Ami depuis les débuts de Johnny, difficile de ne pas lui demander son avis sur le désastre de l’héritage… « Je ne dis pas que Lætitia a tout manigancé. Mais je sais, même quand il était jeune, que Johnny, crevé après un concert par exemple, signait n’importe quoi. David et Laura l’adoraient. Combien de fois Johnny ne m’a-t-il pas dit à quel point il était fier d’eux. Je ne comprends pas. En plus, ils se sont toujours très bien comportés avec lui. David, qui est vraiment un type bien, lui a tout de même composé avec Sang pour sang l’album qu’il a le plus vendu. C’est évidemment un excellent musicien.

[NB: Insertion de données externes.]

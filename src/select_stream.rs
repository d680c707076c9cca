use std::{
    pin::Pin,
    sync::atomic::{AtomicU64, Ordering},
    sync::Arc,
    task::{Context, Poll},
};

use futures::stream::{BoxStream, SelectAll, Stream, StreamExt, select_all};

use crate::collaborators::EventStream;
use crate::errors::{Result, SelectableError};
use crate::models::enums::SelectEvent;
use crate::models::structs::ObjectKey;

/// Global row limit shared by every source of one request. `0` means unbounded.
#[derive(Debug, Default)]
pub struct RowBudget {
    limit: u64,
    delivered: AtomicU64,
}

impl RowBudget {
    pub fn new(limit: u64) -> Self { Self { limit, delivered: AtomicU64::new(0) } }

    /// Claims one row. Check and increment happen in one atomic step, so concurrent callers can
    /// never push the count past the limit.
    pub fn try_take(&self) -> bool {
        if self.limit == 0 {
            self.delivered.fetch_add(1, Ordering::SeqCst);
            return true;
        }
        self.delivered
            .fetch_update(Ordering::SeqCst, Ordering::SeqCst, |d| (d < self.limit).then_some(d + 1))
            .is_ok()
    }

    pub fn delivered(&self) -> u64 { self.delivered.load(Ordering::SeqCst) }
    pub fn limit(&self) -> u64 { self.limit }
    pub fn exhausted(&self) -> bool { self.limit != 0 && self.delivered() >= self.limit }
}

type SourceStream = BoxStream<'static, Result<SelectEvent>>;

/// Merged, limit-bounded event stream of one select request.
///
/// Sources interleave freely. Data events past the global limit are dropped while non-data events
/// keep flowing until every source has ended, at which point a single [`SelectEvent::End`] is
/// yielded. The first error ends the stream. Cancelling (or dropping) stops all sources and yields
/// nothing further, not even `End`.
pub struct SelectStream {
    sources: Option<SelectAll<SourceStream>>,
    budget: Arc<RowBudget>,
}

impl SelectStream {
    pub fn new(sources: Vec<(ObjectKey, EventStream)>, budget: Arc<RowBudget>) -> Self {
        let sources = sources.into_iter().map(|(key, stream)| {
            let key = key.to_string();
            stream.map(move |item| item.map_err(|source| SelectableError::ObjectQuery { key: key.clone(), source })).boxed()
        });
        Self { sources: Some(select_all(sources)), budget }
    }

    /// A stream that ends immediately with no rows.
    pub fn empty(budget: Arc<RowBudget>) -> Self { Self::new(Vec::new(), budget) }

    pub fn cancel(&mut self) {
        if self.sources.take().is_some() {
            log::debug!("select stream cancelled after {} rows", self.budget.delivered());
        }
    }

    pub fn budget(&self) -> &Arc<RowBudget> { &self.budget }
    pub fn delivered(&self) -> u64 { self.budget.delivered() }
}

impl Stream for SelectStream {
    type Item = Result<SelectEvent>;

    fn poll_next(mut self: Pin<&mut Self>, cx: &mut Context<'_>) -> Poll<Option<Self::Item>> {
        let this = &mut *self;
        loop {
            let Some(sources) = this.sources.as_mut() else { return Poll::Ready(None) };
            match sources.poll_next_unpin(cx) {
                Poll::Pending => return Poll::Pending,
                // per-source end markers collapse into the single final one
                Poll::Ready(Some(Ok(SelectEvent::End))) => continue,
                Poll::Ready(Some(Ok(event))) if event.is_data() => {
                    if this.budget.try_take() {
                        return Poll::Ready(Some(Ok(event)));
                    }
                }
                Poll::Ready(Some(Ok(event))) => return Poll::Ready(Some(Ok(event))),
                Poll::Ready(Some(Err(e))) => {
                    this.sources = None;
                    return Poll::Ready(Some(Err(e)));
                }
                Poll::Ready(None) => {
                    this.sources = None;
                    return Poll::Ready(Some(Ok(SelectEvent::End)));
                }
            }
        }
    }
}

#[cfg(test)]
mod tests {
    use super::*;
    use crate::collaborators::ClientError;
    use futures::stream;

    fn key(k: &str) -> ObjectKey { ObjectKey { bucket: "b".into(), key: k.into() } }

    fn source(rows: usize) -> EventStream {
        let mut events: Vec<_> = (0..rows).map(|i| Ok(SelectEvent::records(vec![i as u8]))).collect();
        events.push(Ok(SelectEvent::Stats { bytes_scanned: 1, bytes_processed: 1, bytes_returned: 1 }));
        events.push(Ok(SelectEvent::End));
        stream::iter(events).boxed()
    }

    #[tokio::test]
    async fn limit_is_exact_and_stats_still_flow() {
        let budget = Arc::new(RowBudget::new(3));
        let s = SelectStream::new((0..4).map(|i| (key(&i.to_string()), source(5))).collect(), budget.clone());
        let events: Vec<_> = s.map(|e| e.unwrap()).collect().await;
        assert_eq!(events.iter().filter(|e| e.is_data()).count(), 3);
        assert_eq!(events.iter().filter(|e| matches!(e, SelectEvent::Stats { .. })).count(), 4);
        assert_eq!(events.iter().filter(|e| **e == SelectEvent::End).count(), 1);
        assert_eq!(events.last(), Some(&SelectEvent::End));
        assert_eq!(budget.delivered(), 3);
    }

    #[tokio::test]
    async fn empty_stream_only_ends() {
        let events: Vec<_> = SelectStream::empty(Arc::new(RowBudget::new(0))).collect().await;
        assert_eq!(events.len(), 1);
        assert!(matches!(events[0], Ok(SelectEvent::End)));
    }

    #[tokio::test]
    async fn source_error_ends_stream() {
        let failing = stream::iter(vec![Err(ClientError::new("boom"))]).boxed();
        let mut s = SelectStream::new(vec![(key("bad"), failing)], Arc::new(RowBudget::new(0)));
        assert!(matches!(s.next().await, Some(Err(SelectableError::ObjectQuery { .. }))));
        assert!(s.next().await.is_none());
    }

    #[tokio::test]
    async fn cancel_stops_pending_sources() {
        let pending: EventStream = stream::iter(vec![Ok(SelectEvent::records(b"x".to_vec()))]).chain(stream::pending()).boxed();
        let mut s = SelectStream::new(vec![(key("k"), pending)], Arc::new(RowBudget::new(0)));
        assert!(matches!(s.next().await, Some(Ok(SelectEvent::Records { .. }))));
        s.cancel();
        assert!(s.next().await.is_none());
    }

    #[test]
    fn budget_never_overshoots() {
        let budget = Arc::new(RowBudget::new(50));
        let handles: Vec<_> = (0..8)
            .map(|_| {
                let b = budget.clone();
                std::thread::spawn(move || (0..100).filter(|_| b.try_take()).count())
            })
            .collect();
        let taken: usize = handles.into_iter().map(|h| h.join().unwrap()).sum();
        assert_eq!(taken, 50);
        assert!(budget.exhausted());
    }
}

Je ne sais pas si “ Mamie rock ” a chanté beaucoup de duos avec Johnny, mais je la vois mal gérer l’héritage musical mieux que David ! »

Ce dimanche

Comment va se passer le concert ? « J’aurai un orchestre symphonique ! Je serai accompagné de Jacques Ferchit à l’accordéon, Jacky Delance au piano et Laurent Delaveau à la contrebasse. Je chanterai de mon tout premier succès, “ Les Boutons dorés ” à des titres plus récents, avec quelques reprises de grands comme Trénet ou Barbara. J’ai d’ailleurs composé deux chansons pour elle, dont “ Hop là ! ”. »

Souvenirs

Jean-Jacques Debout a de la chanson une connaissance encyclopédique vécue de l’intérieur. C’est à 17 ans, alors qu’il est coursier aux éditions Raoul Breton, qu’il tape dans l’oreille de Patachou. Il chante, en vedette anglaise, quatre chansons. Le type qui fait la vedette américaine est… Jacques Brel ! « Il me montrait ses débuts de chansons… Il avait quitté Bruxelles moins de deux ans auparavant. »
Les anecdotes pleuvent… Comme ce soir où Gainsbourg – il était alors vêtu comme un lord anglais – drague une serveuse. « Elle lui répond qu’elle a un copain… Alors, avec une mine de rasoir, il s’entaille légèrement la gorge. La fille s’écroule derrière son comptoir, il a fallu l’emmener à l’hôpital. »
Quant aux débuts de Johnny… « Il s’appelait encore Jean-Philippe. Dans un café de Pigalle, il mettait Rock around the clock de Bill Haley, et chantait fort par-dessus en imitant la gestuelle de Bill ou d’Elvis. Des fois le patron remettait une pièce dans le juke-box parce que ça créait une sacrée ambiance ! J’ai prévenu Jacques Volson, le directeur artistique de Vogue, qu’il allait voir quelque chose de pas ordinaire. Il ne sera pas déçu ! »
Dimanche 11 mars à 15 h 30. Tarifs : de 25 € à 30 €. Réservations : 06.95.20.86.25. (1) Clin d’œil à l’une des 11 chansons composées pour Johnny “ Pour moi la vie va commencer. ” (2) Jean-Jacques Debout a composé pour elle “ Au revoir mais pas adieu ”, pour sa dernière revue. Une sorte de boucle était bouclée.